Por un momento, no supe quién acompañaba a quién. Si yo llevaba a mi hija a ver a Trueno, o si era ella quien me llevaba a mí. Porque la pasada noche, en el Antel Arena, no solo asistimos a un recital, fuimos testigos de un espejo que reflejaba generaciones.
A la misma edad de mi hija, yo también escuchaba rap. El de los ‘90, el de los ‘00, más crudo, con más calle, menos estético y más duro. Con los años lo fui dejando, o eso creí. Pero acompañarla me hizo recordar que la música no se abandona: se suele dormir, esperando un momento para volver, y volvió. No solo la pasión por el ritmo y la palabra, sino la sensación de estar frente a algo que me
representó durante tanto tiempo y que supo hablar por mi muchas veces.
El show de Trueno fue una puesta potente, llena de energía, impacto visual de la mano de luces y pantallas y llamas que amplificaban los momentos mas fuertes. Pero hubo instantes en el que el espectáculo se transformaba en algo más profundo: cuando subía su padre a compartir escenario. El rap se volvió herencia en esa familia, y verlos juntos fue presenciar una charla entre generaciones, un traspaso de energía de padre a hijo, de historia a presente. Desde mi lugar, con mi hija saltando y cantando a mi lado, no pude evitar pensar en nosotros, en cómo las músicas que nos marcaron, aunque distintas, suelen nacer en un punto en común: querer decir algo, ser escuchados y muchas veces, pertenecer a algo más.
Hubo un momento que pareció escrito para mí. Trueno lanzó la frase: “no voy en tren, no voy en avión, voy a marcha camión”, y para uno que escucha murga todo el año, no solo en carnaval, me hizo sentir que ese verso no solo era un puente entre Argentina y Uruguay como fue planteado en el escenario, sino que por esas casualidades y sorpresas de la vida, ese verso parecía haber sido escrito para mi en ese momento.

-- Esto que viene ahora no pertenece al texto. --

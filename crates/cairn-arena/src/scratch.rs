//! Scoped temporary allocations.
//!
//! [`ArenaScope`] records the head position on creation and restores it on
//! drop, so everything pushed into the head chunk inside the scope is given
//! back at once. The backing memory is reused, not zeroed.

use std::ops::{Deref, DerefMut};

use crate::arena::Arena;

/// Guard returned by [`Arena::scope`].
///
/// Derefs to the arena, so the full API is available inside the scope.
/// Only the head position is restored: pushes that overflowed into other
/// chunks keep their space until [`Arena::reset`] or release.
///
/// # Example
///
/// ```
/// use cairn_arena::Arena;
///
/// let mut arena = Arena::with_size(256)?;
/// let kept = arena.push(16)?;
/// {
///     let mut scope = arena.scope();
///     scope.push(128)?;
///     assert_eq!(scope.position(), 144);
/// }
/// assert_eq!(arena.position(), 16);
/// assert!(arena.bytes(kept).is_ok());
/// # Ok::<(), cairn_arena::ArenaError>(())
/// ```
pub struct ArenaScope<'a> {
    arena: &'a mut Arena,
    saved: usize,
}

impl<'a> ArenaScope<'a> {
    pub(crate) fn new(arena: &'a mut Arena) -> Self {
        let saved = arena.position();
        Self { arena, saved }
    }

    /// Head position that will be restored on drop.
    pub fn saved_position(&self) -> usize {
        self.saved
    }
}

impl Deref for ArenaScope<'_> {
    type Target = Arena;

    fn deref(&self) -> &Arena {
        &*self.arena
    }
}

impl DerefMut for ArenaScope<'_> {
    fn deref_mut(&mut self) -> &mut Arena {
        &mut *self.arena
    }
}

impl Drop for ArenaScope<'_> {
    fn drop(&mut self) {
        // `saved` was a valid head position and the head never shrinks.
        if self.arena.set_pos_back(self.saved).is_err() {
            tracing::warn!(saved = self.saved, "arena scope could not restore position");
        }
    }
}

Al final, mientras las luces se apagaban y la multitud comenzaba a salir, mi hija me miró con esa mezcla de agotamiento y felicidad que solo deja la música que se vive con el cuerpo entero. Me reí, acompañando su alegría, y comprendí que ella no solo me había dejado entrar a su mundo por un rato, sino que me había devuelto a uno que viví por mucho tiempo.
Esa noche, en lo personal, no fue solo un recital más. Fue un testimonio de una herencia, del vínculo y de los ritmos compartidos. Entre padre e hijo en el escenario, y entre padre e hija en el campo. La música, pensé en un momento, sigue siendo el mejor idioma para entendernos.
El Trueno no solo sonó: golpeó mi tierra, la removió, la hizo vibrar. Porque a veces, lo que uno cree que va a escuchar con los oídos, termina resonando mucho más adentro.
Y cuando, ya en la calle, le pregunté con una sonrisa: “¿Te gustó? ¿La pasaste bien?”, su respuesta fue un rotundo y fuerte: “¡Sí!”. Y con eso, supe que el recital ya había tenido el mejor cierre posible.